Personagem fundamental na expansão do candomblé no eixo Rio/São Paulo, difundiu seu axé e fez do seu corpo síntese de todos os sincretismos: preto, mulato, índio; angola, caboclo, nagô; católico, juremeiro, macumbeiro. O Brasil sonhado por Jorge Amado, miscigenado e democrático, tinha em Joãozinho da Gomeia sua mais perfeita tradução. Ao mesmo tempo em que resgata o orgulho e a alma caxiense, o enredo vai forjando a identidade de uma escola de samba relativamente nova.
Recupera também um compromisso com causas urgentes, uma vez que a região da Baixada Fluminense é uma das que mais sofre com a atuação das milícias, além das facções supostamente associadas ao neopentecostalismo que perseguem adeptos das religiões afro, invadem e destroem terreiros de candomblé e umbanda. Nesses tempos de “Bonde de Jesus” e “Bandidos de Cristo”, bradar contra a intolerância e o racismo religioso é fundamental. Dessa forma, a escola de samba ainda reassume seu papel de território negro e sua missão política de lutar contra as injustiças.
Numa cena que viralizou nas redes sociais, os componentes da Grande Rio realizam seu ensaio de rua em frente a uma filial da Igreja Universal do Reino de Deus e cantam com empolgação o refrão que diz “salve o candomblé”. Nessa homenagem a um homem que por força da fé escapou das várias mortes que acompanham negros e gays ao longo de sua existência, vemos uma escola que, além de pedir respeito, faz as pazes com sua vocação histórica.
Nesses tempos em que a desonestidade da branquitude usurpa territórios e culturas negras, a Grande Rio devolve seu pavilhão aos orixás e ancestrais e resgata sua alma quilombola. No Rio de Janeiro, a perseguição empreendida pelo bispo prefeito contra as escolas de samba e as tradições do povo negro vem chamando à luta todas as agremiações. As pesadas críticas aos governos municipal, estadual e federal devem marcar o Carnaval 2020 na Marquês de Sapucaí e irritar especialmente Bolsonaro e Crivella.

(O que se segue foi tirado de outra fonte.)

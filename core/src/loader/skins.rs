//! Skeletons and animation clip metadata.

use glam::Mat4;

use crate::skeleton::{
    AnimationChannel, AnimationClip, AnimationProperty, Interpolation, Skeleton,
};

use super::buffers::Buffers;

/// Convert every skin, then attach each animation to the first skeleton that
/// owns all of its target nodes.
pub(crate) fn load_skeletons(
    document: &gltf_dep::Document,
    buffers: &Buffers,
    load_animations: bool,
) -> Vec<Skeleton> {
    let get = |buffer: gltf_dep::Buffer<'_>| buffers.get(buffer.index()).and_then(|b| b.as_deref());

    let mut skeletons: Vec<Skeleton> = document
        .skins()
        .map(|skin| {
            let joints: Vec<usize> = skin.joints().map(|j| j.index()).collect();
            let mut inverse_bind_matrices: Vec<Mat4> = skin
                .reader(get)
                .read_inverse_bind_matrices()
                .map(|iter| iter.map(|m| Mat4::from_cols_array_2d(&m)).collect())
                .unwrap_or_default();
            if inverse_bind_matrices.len() != joints.len() {
                if !inverse_bind_matrices.is_empty() {
                    log::warn!(
                        "Skin {} has {} inverse bind matrices for {} joints; using identity",
                        skin.index(),
                        inverse_bind_matrices.len(),
                        joints.len()
                    );
                }
                inverse_bind_matrices = vec![Mat4::IDENTITY; joints.len()];
            }

            Skeleton {
                name: skin.name().map(String::from),
                joints,
                inverse_bind_matrices,
                root: skin.skeleton().map(|n| n.index()),
                animations: Vec::new(),
            }
        })
        .collect();

    if load_animations {
        for animation in document.animations() {
            let clip = convert_animation(&animation, buffers);
            match skeletons.iter_mut().find(|s| s.owns_clip(&clip)) {
                Some(skeleton) => skeleton.animations.push(clip),
                None => log::warn!(
                    "Skipping animation {} ({}): no skeleton owns its targets",
                    animation.index(),
                    animation.name().unwrap_or("unnamed")
                ),
            }
        }
    }

    log::debug!(
        "Loaded {} skeletons with {} animation clips",
        skeletons.len(),
        skeletons.iter().map(|s| s.animations.len()).sum::<usize>()
    );
    skeletons
}

fn convert_animation(animation: &gltf_dep::Animation<'_>, buffers: &Buffers) -> AnimationClip {
    let mut duration = 0.0f32;
    let channels = animation
        .channels()
        .map(|channel| {
            let target = channel.target();
            let sampler = channel.sampler();

            let reader = channel.reader(|b| buffers.get(b.index()).and_then(|d| d.as_deref()));
            if let Some(inputs) = reader.read_inputs() {
                duration = inputs.fold(duration, f32::max);
            }

            AnimationChannel {
                target_node: target.node().index(),
                property: match target.property() {
                    gltf_dep::animation::Property::Translation => AnimationProperty::Translation,
                    gltf_dep::animation::Property::Rotation => AnimationProperty::Rotation,
                    gltf_dep::animation::Property::Scale => AnimationProperty::Scale,
                    gltf_dep::animation::Property::MorphTargetWeights => {
                        AnimationProperty::MorphTargetWeights
                    }
                },
                interpolation: match sampler.interpolation() {
                    gltf_dep::animation::Interpolation::Linear => Interpolation::Linear,
                    gltf_dep::animation::Interpolation::Step => Interpolation::Step,
                    gltf_dep::animation::Interpolation::CubicSpline => Interpolation::CubicSpline,
                },
                key_count: sampler.input().count(),
            }
        })
        .collect();

    AnimationClip {
        name: animation.name().map(String::from),
        channels,
        duration,
    }
}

No Brasil, a grande verdade é que o crescente fundamentalismo religioso ainda vai nos destituir de qualquer humanidade. No ritmo que as coisas andam, a pátria do evangelho, sectária e arrogante, deve erguer-se das falácias de um discurso integralista que finge promover união, mas exclui e execra os que destoam da hegemonia.

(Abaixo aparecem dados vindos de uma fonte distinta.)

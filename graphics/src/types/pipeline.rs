//! Graphics pipeline descriptors.

use std::sync::Arc;

use aster_core::material::MaterialState;
use aster_core::mesh::{PrimitiveTopology, VertexLayout};

use super::TextureFormat;

/// SPIR-V words for the vertex and fragment stages of one effect.
///
/// Both stages use the `main` entry point.
#[derive(Debug, Clone, PartialEq, Eq, Default)]
pub struct ShaderSource {
    /// Vertex stage SPIR-V.
    pub vertex: Arc<[u32]>,
    /// Fragment stage SPIR-V.
    pub fragment: Arc<[u32]>,
}

impl ShaderSource {
    /// Create a shader source from SPIR-V words.
    pub fn new(vertex: impl Into<Arc<[u32]>>, fragment: impl Into<Arc<[u32]>>) -> Self {
        Self {
            vertex: vertex.into(),
            fragment: fragment.into(),
        }
    }
}

/// Everything needed to create one graphics pipeline.
///
/// Pipelines bind the scene descriptor set at set 0 and take push constants
/// of [`push_constant_size`](Self::push_constant_size) bytes visible to all
/// graphics stages.
#[derive(Debug, Clone, PartialEq)]
pub struct PipelineDescriptor {
    /// Debug label.
    pub label: Option<String>,
    /// Shader stages.
    pub shaders: ShaderSource,
    /// Vertex input layout, bound at slot 0.
    pub vertex_layout: Arc<VertexLayout>,
    /// Primitive topology.
    pub topology: PrimitiveTopology,
    /// Blending and culling state.
    pub state: MaterialState,
    /// Push constant block size in bytes.
    pub push_constant_size: u32,
    /// Color attachment format.
    pub color_format: TextureFormat,
    /// Depth attachment format, if depth tested.
    pub depth_format: Option<TextureFormat>,
}

impl PipelineDescriptor {
    /// Set the debug label.
    pub fn with_label(mut self, label: impl Into<String>) -> Self {
        self.label = Some(label.into());
        self
    }
}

Não restará esperança. Só a guerra vai nos redimir. Lutar, resistir, sobreviver é a parte que nos cabe. Afinal, quem são os escravos desse reino torpe? Vassalos, servos, capachos do poder do Senhor, do Deus único, bélico, que odeia o diverso e lança ao fogo do inferno os condenados da terra.
Uma guerra santa, de sutilezas, com armas brandas e brancas. Quem vencerá? Ao que parece, hipocrisia daqueles que matam sorrindo. E dizem que matam para o bem dos que morrem, matam para salvá-los de si mesmos. Almas perdidas em corpos escuros, possuídas pelos demônios que a intolerância impõe e pela distorção e desonestidade de seus algozes salvadores, que os aniquilam ao converte-los.

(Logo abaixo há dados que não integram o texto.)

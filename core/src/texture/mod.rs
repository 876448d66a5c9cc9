//! Host-side texture types.
//!
//! Provides [`HostImage`] for decoded pixel data, [`HostTexture`] pairing an
//! image with a sampler, and the built-in [`DefaultTexture`] fallbacks.

mod types;

pub use types::{DefaultTexture, HostImage, HostTexture};
//! # Aster Core
//!
//! Host side of the Aster scene pipeline: the resource data model, the
//! [`ResourceStore`] that owns a loaded scene, and the glTF loader.
//!
//! GPU upload, material effects, draw batching, and acceleration structures
//! live in `aster-graphics`.

pub mod error;
#[cfg(feature = "gltf")]
pub mod loader;
pub mod material;
pub mod mesh;
pub mod sampler;
pub mod skeleton;
pub mod store;
pub mod texture;

pub use error::{LayoutError, LoadError, LoadResult};
#[cfg(feature = "gltf")]
pub use loader::{AttributeLayoutMode, LoaderConfig, SceneLoader};
pub use store::{BufferLayout, ResourceStore, SceneStats};

/// Core library version
pub const VERSION: &str = env!("CARGO_PKG_VERSION");

#[cfg(test)]
mod tests {
    use super::*;

    #[test]
    fn test_version() {
        assert!(!VERSION.is_empty());
    }
}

Um pai de santo é o grande homenageado da Grande Rio. Na Portela, índios não se curvarão diante da violência de capitães e bispos. E um Jesus com a cara dos oprimidos vai desfilar com a Mangueira e denunciar a hipocrisia dos falsos messias. A Beija-flor encerra a festa e vem reafirmar que o povo é o dono da rua e que a rua é de Exu. Então, segura! Abram alas ao Carnaval do protesto e vejam com quanta beleza, alegria e ginga se denuncia os desmandos e se samba na cara dessa gente de bem.